Os riscos do ensino à distância
A auditoria do TC permitiu identificar vários riscos associados ao ensino à distância, como o risco de desigualdade, risco de falta de assiduidade — até pela “inexistência de indicadores para medir o abandono escolar”, que o TC identificou num relatório de 2020 mas continua mas “não foi entretanto superada” — risco de perda de aprendizagens, considerado o “mais significativo”, e risco de “disrupção no processo avaliativo”, uma vez que os resultados dos exames no ano letivo 2019/2020 não são comparáveis aos de anos anteriores.
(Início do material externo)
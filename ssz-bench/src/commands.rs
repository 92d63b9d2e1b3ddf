use std::{path::PathBuf, sync::Arc};

use beacon_types::{BeaconState, FixtureObject, SignedBeaconBlock};
use dynamic_codec::{DynamicCodec, Reference};
use generator::Generator;
use harness::{
    BenchmarkSuite, Codec, Comparison, Driver, MeasureConfig, SuiteBuilder, ports::clock::Clock,
};
use lighthouse_codec::{MainnetBlockCodec, MainnetStateCodec, MinimalBlockCodec, MinimalStateCodec};
use presets::{Preset, PresetName};
use ssz_rs_codec::{mainnet, minimal};
use storage::{Digest, Fixture, FixtureId, FixtureStore, ObjectKind};
use tracing::{info, warn};

use crate::{
    config::{GenerateConfig, Library, RunConfig},
    errors::{Error, Result},
};

/// Writes a block and a state fixture for every preset, plus the preset files.
pub fn generate(config: &GenerateConfig) -> Result<Vec<FixtureId>> {
    config.generator.validate()?;
    let store = FixtureStore::create(&config.output)?;

    let mut written = Vec::with_capacity(FixtureId::all().count());
    for name in PresetName::ALL {
        let preset = Preset::of(name);
        let generator = Generator::new(config.generator, preset)?;
        let reference = Reference::new(preset);

        let id = FixtureId::new(ObjectKind::Block, name);
        persist(&store, &reference, id, &generator.block())?;
        written.push(id);

        let id = FixtureId::new(ObjectKind::State, name);
        persist(&store, &reference, id, &generator.state())?;
        written.push(id);

        let path = store.store_preset(&preset)?;
        info!("wrote {name} preset to {}", path.display());
    }

    Ok(written)
}

fn persist<T: FixtureObject>(
    store: &FixtureStore,
    reference: &Reference,
    id: FixtureId,
    object: &T,
) -> Result<()> {
    let encoding_err = |e| Error::Other(format!("failed to encode {id}: {e}"));

    let bytes = reference.encode(object).map_err(encoding_err)?;
    let digest = Digest::new(reference.digest(object).map_err(encoding_err)?);
    store.store(id, &bytes, digest)?;

    info!(
        "generated {id}: {} bytes, htr {digest}, written to {}",
        bytes.len(),
        store.data_path(id).display()
    );

    Ok(())
}

/// Verifies and measures every selected library against the stored fixtures, writing one
/// `{library}.json` per library.
pub fn run(config: &RunConfig, clock: &impl Clock) -> Result<Vec<PathBuf>> {
    if !harness::alloc::is_installed() {
        warn!("counting allocator is not installed, allocation columns will be zero");
    }

    let store = FixtureStore::new(&config.fixtures);
    let mut written = Vec::with_capacity(config.libraries.len());

    for library in &config.libraries {
        let mut suite = SuiteBuilder::new();

        for &name in &config.presets {
            for &kind in &config.kinds {
                let fixture = Arc::new(store.load(FixtureId::new(kind, name))?);
                bench(*library, &store, fixture, &config.measure, &mut suite)?;
            }
        }

        let path = config
            .results
            .join(BenchmarkSuite::file_name(library.name()));
        suite.finalize(library.name(), clock).write(&path)?;
        written.push(path);
    }

    Ok(written)
}

fn bench(
    library: Library,
    store: &FixtureStore,
    fixture: Arc<Fixture>,
    measure: &MeasureConfig,
    suite: &mut SuiteBuilder,
) -> Result<()> {
    let FixtureId { kind, preset } = fixture.id;

    match library {
        Library::Dynamic => {
            let preset = load_preset(store, preset)?;
            match kind {
                ObjectKind::Block => {
                    drive(DynamicCodec::<SignedBeaconBlock>::new(preset), fixture, measure, suite)
                }
                ObjectKind::State => {
                    drive(DynamicCodec::<BeaconState>::new(preset), fixture, measure, suite)
                }
            }
        }
        Library::Lighthouse => match (preset, kind) {
            (PresetName::Mainnet, ObjectKind::Block) => {
                drive(MainnetBlockCodec::new(), fixture, measure, suite)
            }
            (PresetName::Mainnet, ObjectKind::State) => {
                drive(MainnetStateCodec::new(), fixture, measure, suite)
            }
            (PresetName::Minimal, ObjectKind::Block) => {
                drive(MinimalBlockCodec::new(), fixture, measure, suite)
            }
            (PresetName::Minimal, ObjectKind::State) => {
                drive(MinimalStateCodec::new(), fixture, measure, suite)
            }
        },
        Library::SszRs => match (preset, kind) {
            (PresetName::Mainnet, ObjectKind::Block) => {
                drive(mainnet::BlockCodec::new(), fixture, measure, suite)
            }
            (PresetName::Mainnet, ObjectKind::State) => {
                drive(mainnet::StateCodec::new(), fixture, measure, suite)
            }
            (PresetName::Minimal, ObjectKind::Block) => {
                drive(minimal::BlockCodec::new(), fixture, measure, suite)
            }
            (PresetName::Minimal, ObjectKind::State) => {
                drive(minimal::StateCodec::new(), fixture, measure, suite)
            }
        },
    }
}

fn drive<C: Codec>(
    codec: C,
    fixture: Arc<Fixture>,
    measure: &MeasureConfig,
    suite: &mut SuiteBuilder,
) -> Result<()> {
    Driver::new(codec)
        .load(fixture)
        .verify()?
        .measure(measure, suite)?;
    Ok(())
}

/// The preset file stored next to the fixtures, or the built-in preset when there is none.
fn load_preset(store: &FixtureStore, name: PresetName) -> Result<Preset> {
    match store.load_preset(name) {
        Ok(preset) => Ok(preset),
        Err(storage::Error::NotFound { path }) => {
            warn!(
                "no preset file at {}, using the built-in {name} preset",
                path.display()
            );
            Ok(Preset::of(name))
        }
        Err(e) => Err(e.into()),
    }
}

pub fn compare(files: &[PathBuf]) -> Result<Comparison> {
    let suites = files
        .iter()
        .map(|path| BenchmarkSuite::load(path))
        .collect::<harness::Result<Vec<_>>>()?;

    Ok(Comparison::new(&suites))
}

#[cfg(test)]
mod tests {
    use std::time::Duration;

    use beacon_types::Ssz;
    use clock::TestClock;
    use pretty_assertions::assert_eq;
    use test_case::test_case;

    use super::*;

    fn generate_config(output: PathBuf) -> GenerateConfig {
        GenerateConfig {
            output,
            generator: generator::Config {
                validators: 10,
                transactions: 4,
                attestations: 8,
                seed: 42,
                ..generator::Config::default()
            },
        }
    }

    fn run_config(fixtures: PathBuf, results: PathBuf, libraries: Vec<Library>) -> RunConfig {
        RunConfig {
            fixtures,
            results,
            libraries,
            presets: PresetName::ALL.to_vec(),
            kinds: ObjectKind::ALL.to_vec(),
            measure: MeasureConfig {
                target_time: Duration::ZERO,
                min_iterations: 1,
                max_iterations: 1,
            },
        }
    }

    #[test]
    fn generate_writes_every_fixture_and_preset() {
        // given
        let dir = tempfile::tempdir().unwrap();

        // when
        let written = generate(&generate_config(dir.path().to_path_buf())).unwrap();

        // then
        assert_eq!(written, FixtureId::all().collect::<Vec<_>>());
        let mut files: Vec<_> = std::fs::read_dir(dir.path())
            .unwrap()
            .map(|entry| entry.unwrap().file_name().to_string_lossy().into_owned())
            .collect();
        files.sort();
        assert_eq!(
            files,
            vec![
                "block-mainnet-meta.json",
                "block-mainnet.ssz",
                "block-minimal-meta.json",
                "block-minimal.ssz",
                "mainnet-preset.yaml",
                "minimal-preset.yaml",
                "state-mainnet-meta.json",
                "state-mainnet.ssz",
                "state-minimal-meta.json",
                "state-minimal.ssz",
            ]
        );
    }

    #[test]
    fn minimal_state_follows_the_requested_size() {
        // given
        let dir = tempfile::tempdir().unwrap();
        generate(&generate_config(dir.path().to_path_buf())).unwrap();
        let store = FixtureStore::new(dir.path());

        // when
        let fixture = store
            .load(FixtureId::new(ObjectKind::State, PresetName::Minimal))
            .unwrap();
        let state = BeaconState::decode(&fixture.bytes, &Preset::MINIMAL).unwrap();

        // then
        assert_eq!(state.validators.len(), 10);
        assert_eq!(state.balances.len(), 10);
        assert_eq!(state.block_roots.len(), 64);
        assert_eq!(state.randao_mixes.len(), 64);
        assert_eq!(fixture.digest.to_string().len(), 64);
        assert_eq!(
            fixture.digest.as_bytes(),
            &state.hash_tree_root(&Preset::MINIMAL).unwrap()
        );
    }

    #[test]
    fn invalid_generation_config_writes_nothing() {
        // given
        let dir = tempfile::tempdir().unwrap();
        let output = dir.path().join("fixtures");
        let mut config = generate_config(output.clone());
        config.generator.validators = 0;

        // when
        let result = generate(&config);

        // then
        assert!(matches!(result, Err(Error::Config(_))));
        assert!(!output.exists());
    }

    #[test]
    fn run_writes_one_suite_per_library() {
        // given
        let dir = tempfile::tempdir().unwrap();
        let fixtures = dir.path().join("fixtures");
        let results = dir.path().join("results");
        generate(&generate_config(fixtures.clone())).unwrap();
        let clock = TestClock::default();
        clock.advance_time(Duration::from_secs(1_700_000_000));

        // when
        let written = run(
            &run_config(
                fixtures,
                results.clone(),
                vec![Library::Dynamic, Library::Lighthouse, Library::SszRs],
            ),
            &clock,
        )
        .unwrap();

        // then
        assert_eq!(
            written,
            vec![
                results.join("dynamic.json"),
                results.join("lighthouse.json"),
                results.join("ssz_rs.json"),
            ]
        );

        let dynamic = BenchmarkSuite::load(&written[0]).unwrap();
        assert_eq!(dynamic.library, "dynamic");
        assert_eq!(dynamic.timestamp, clock.now());
        assert_eq!(dynamic.results.len(), 4 * 6);
        assert!(dynamic.result("StateMinimal_UnmarshalReader").is_some());

        let lighthouse = BenchmarkSuite::load(&written[1]).unwrap();
        assert_eq!(lighthouse.results.len(), 4 * 4);
        assert!(lighthouse.result("BlockMainnet_MarshalStreamBuffer").is_some());
        assert!(lighthouse.result("BlockMainnet_MarshalWriter").is_none());

        let ssz_rs = BenchmarkSuite::load(&written[2]).unwrap();
        assert_eq!(ssz_rs.library, "ssz_rs");
        assert_eq!(ssz_rs.results.len(), 4 * 4);
        assert!(ssz_rs.result("StateMainnet_HashTreeRoot").is_some());
        assert!(ssz_rs.result("StateMainnet_UnmarshalReader").is_none());
    }

    #[test]
    fn missing_preset_file_falls_back_to_builtin() {
        // given
        let dir = tempfile::tempdir().unwrap();
        generate(&generate_config(dir.path().to_path_buf())).unwrap();
        std::fs::remove_file(dir.path().join("minimal-preset.yaml")).unwrap();
        let store = FixtureStore::new(dir.path());

        // when
        let preset = load_preset(&store, PresetName::Minimal).unwrap();

        // then
        assert_eq!(preset, Preset::MINIMAL);
    }

    #[test]
    fn tampered_fixture_aborts_the_run() {
        // given
        let dir = tempfile::tempdir().unwrap();
        generate(&generate_config(dir.path().to_path_buf())).unwrap();
        let store = FixtureStore::new(dir.path());
        let id = FixtureId::new(ObjectKind::Block, PresetName::Mainnet);
        let fixture = store.load(id).unwrap();
        let mut digest: [u8; 32] = fixture.digest.into();
        digest[31] ^= 0x01;
        store.store(id, &fixture.bytes, Digest::new(digest)).unwrap();

        // when
        let result = run(
            &run_config(
                dir.path().to_path_buf(),
                dir.path().join("results"),
                vec![Library::Lighthouse],
            ),
            &TestClock::default(),
        );

        // then
        assert!(matches!(
            result,
            Err(Error::Harness(harness::Error::Verification { .. }))
        ));
        assert!(!dir.path().join("results").join("lighthouse.json").exists());
    }

    #[test_case(Library::Dynamic; "dynamic")]
    #[test_case(Library::Lighthouse; "lighthouse")]
    #[test_case(Library::SszRs; "ssz_rs")]
    fn missing_fixtures_are_reported(library: Library) {
        // given
        let dir = tempfile::tempdir().unwrap();

        // when
        let result = run(
            &run_config(dir.path().to_path_buf(), dir.path().join("results"), vec![library]),
            &TestClock::default(),
        );

        // then
        assert!(matches!(
            result,
            Err(Error::Storage(storage::Error::NotFound { .. }))
        ));
    }

    #[test]
    fn compare_lines_up_libraries() {
        // given
        let dir = tempfile::tempdir().unwrap();
        let fixtures = dir.path().join("fixtures");
        generate(&generate_config(fixtures.clone())).unwrap();
        let mut config = run_config(
            fixtures,
            dir.path().join("results"),
            vec![Library::Dynamic, Library::Lighthouse, Library::SszRs],
        );
        config.presets = vec![PresetName::Minimal];
        config.kinds = vec![ObjectKind::Block];
        let files = run(&config, &TestClock::default()).unwrap();

        // when
        let comparison = compare(&files).unwrap();

        // then
        assert_eq!(comparison.libraries(), ["dynamic", "lighthouse", "ssz_rs"]);
        assert!(comparison
            .ns_per_op("BlockMinimal_Unmarshal", "lighthouse")
            .is_some());
        assert!(comparison
            .ns_per_op("BlockMinimal_MarshalWriter", "lighthouse")
            .is_none());
        assert!(comparison
            .ns_per_op("BlockMinimal_MarshalStreamBuffer", "ssz_rs")
            .is_some());
        let table = comparison.to_string();
        assert!(table.contains("BlockMinimal_HashTreeRoot"));
    }
}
São os alunos “mais novos, a finalizar ciclos escolares e com necessidades especiais” que correm mais risco.
Por esta e outras razões, são deixadas recomendações ao ME, entre elas a concretização do programa de investimentos para a digitalização das escolas, a elaboração de um plano estratégico de substituição dos meios digitais, o aperfeiçoamento do sistema de gestão escolar prevenindo o reporte tempestivo de informação em situações de emergência e, finalmente, o aperfeiçoamento do sistema de gestão e controlo de meios digitais para prevenir “a duplicação de apoios”, uma vez que durante o ensino à distância “não foram implementados procedimentos” para prevenir essa situação, “o que retira eficácia à sua distribuição prioritária aos alunos mais carenciados e aumenta o risco de desperdício de dinheiros públicos”.